INFORMATION:
**********

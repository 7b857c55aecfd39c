// floater.rs - The floating cube
//
// Position is a closed-form function of accumulated time: a circular
// orbit over the water plus a vertical bob. Nothing is integrated.

use glam::Vec3;

use crate::config::FloaterConfig;

pub struct Floater {
    pub pos: Vec3,
    pub size: f32,
    pub color: [u8; 4],

    elapsed: f32,
    orbit_radius: f32,
    orbit_speed: f32,
    bob_speed: f32,
    bob_amplitude: f32,
    /// Center height at the bob midpoint.
    baseline: f32,
}

impl Floater {
    pub fn new(cfg: &FloaterConfig, area_size: f32, ground: f32) -> Self {
        let half = cfg.size / 2.0;
        Self {
            pos: Vec3::new(0.0, ground + half + cfg.start_offset, 0.0),
            size: cfg.size,
            color: cfg.color,
            elapsed: 0.0,
            orbit_radius: area_size / cfg.orbit_divisor,
            orbit_speed: cfg.orbit_speed,
            bob_speed: cfg.bob_speed,
            bob_amplitude: cfg.bob_amplitude,
            baseline: ground + half + cfg.float_offset,
        }
    }

    pub fn elapsed(&self) -> f32 {
        self.elapsed
    }

    pub fn advance(&mut self, dt: f32) {
        self.elapsed += dt;
        self.pos = self.position_at(self.elapsed);
    }

    /// Where the cube sits after `t` seconds of motion.
    pub fn position_at(&self, t: f32) -> Vec3 {
        let orbit = t * self.orbit_speed;
        Vec3::new(
            orbit.cos() * self.orbit_radius,
            self.baseline + (t * self.bob_speed).sin() * self.bob_amplitude,
            orbit.sin() * self.orbit_radius,
        )
    }

    /// Height of the cube's underside.
    pub fn bottom(&self) -> f32 {
        self.pos.y - self.size / 2.0
    }
}

#[cfg(test)]
mod tests {
    use super::*;

    #[test]
    fn starts_centered_above_the_water() {
        let f = Floater::new(&FloaterConfig::default(), 50.0, 0.0);
        assert_eq!(f.pos, Vec3::new(0.0, 3.5, 0.0));
        assert_eq!(f.bottom(), 1.0);
    }

    #[test]
    fn follows_orbit_and_bob() {
        let mut f = Floater::new(&FloaterConfig::default(), 50.0, 0.0);
        f.advance(0.5);
        f.advance(0.75);
        let t = 1.25_f32;
        let r = 50.0 / 3.5;
        assert!((f.pos.x - (t * 0.4).cos() * r).abs() < 1e-5);
        assert!((f.pos.z - (t * 0.4).sin() * r).abs() < 1e-5);
        assert!((f.pos.y - (3.0 + (t * 0.6).sin() * 2.0)).abs() < 1e-5);
        assert_eq!(f.elapsed(), 1.25);
    }

    #[test]
    fn orbit_radius_is_constant() {
        let f = Floater::new(&FloaterConfig::default(), 50.0, 0.0);
        for i in 0..50 {
            let p = f.position_at(i as f32 * 0.37);
            let r = (p.x * p.x + p.z * p.z).sqrt();
            assert!((r - 50.0 / 3.5).abs() < 1e-3);
        }
    }
}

**********

WHAT YOU SHOULD DO: Keeping every character as it is, restate the lines above that run from the line with "use super::*;" through the line with "let r = 50.0 / 3.5;", both included, and nothing else.

FINISHED TASK:
    use super::*;

    #[test]
    fn starts_centered_above_the_water() {
        let f = Floater::new(&FloaterConfig::default(), 50.0, 0.0);
        assert_eq!(f.pos, Vec3::new(0.0, 3.5, 0.0));
        assert_eq!(f.bottom(), 1.0);
    }

    #[test]
    fn follows_orbit_and_bob() {
        let mut f = Floater::new(&FloaterConfig::default(), 50.0, 0.0);
        f.advance(0.5);
        f.advance(0.75);
        let t = 1.25_f32;
        let r = 50.0 / 3.5;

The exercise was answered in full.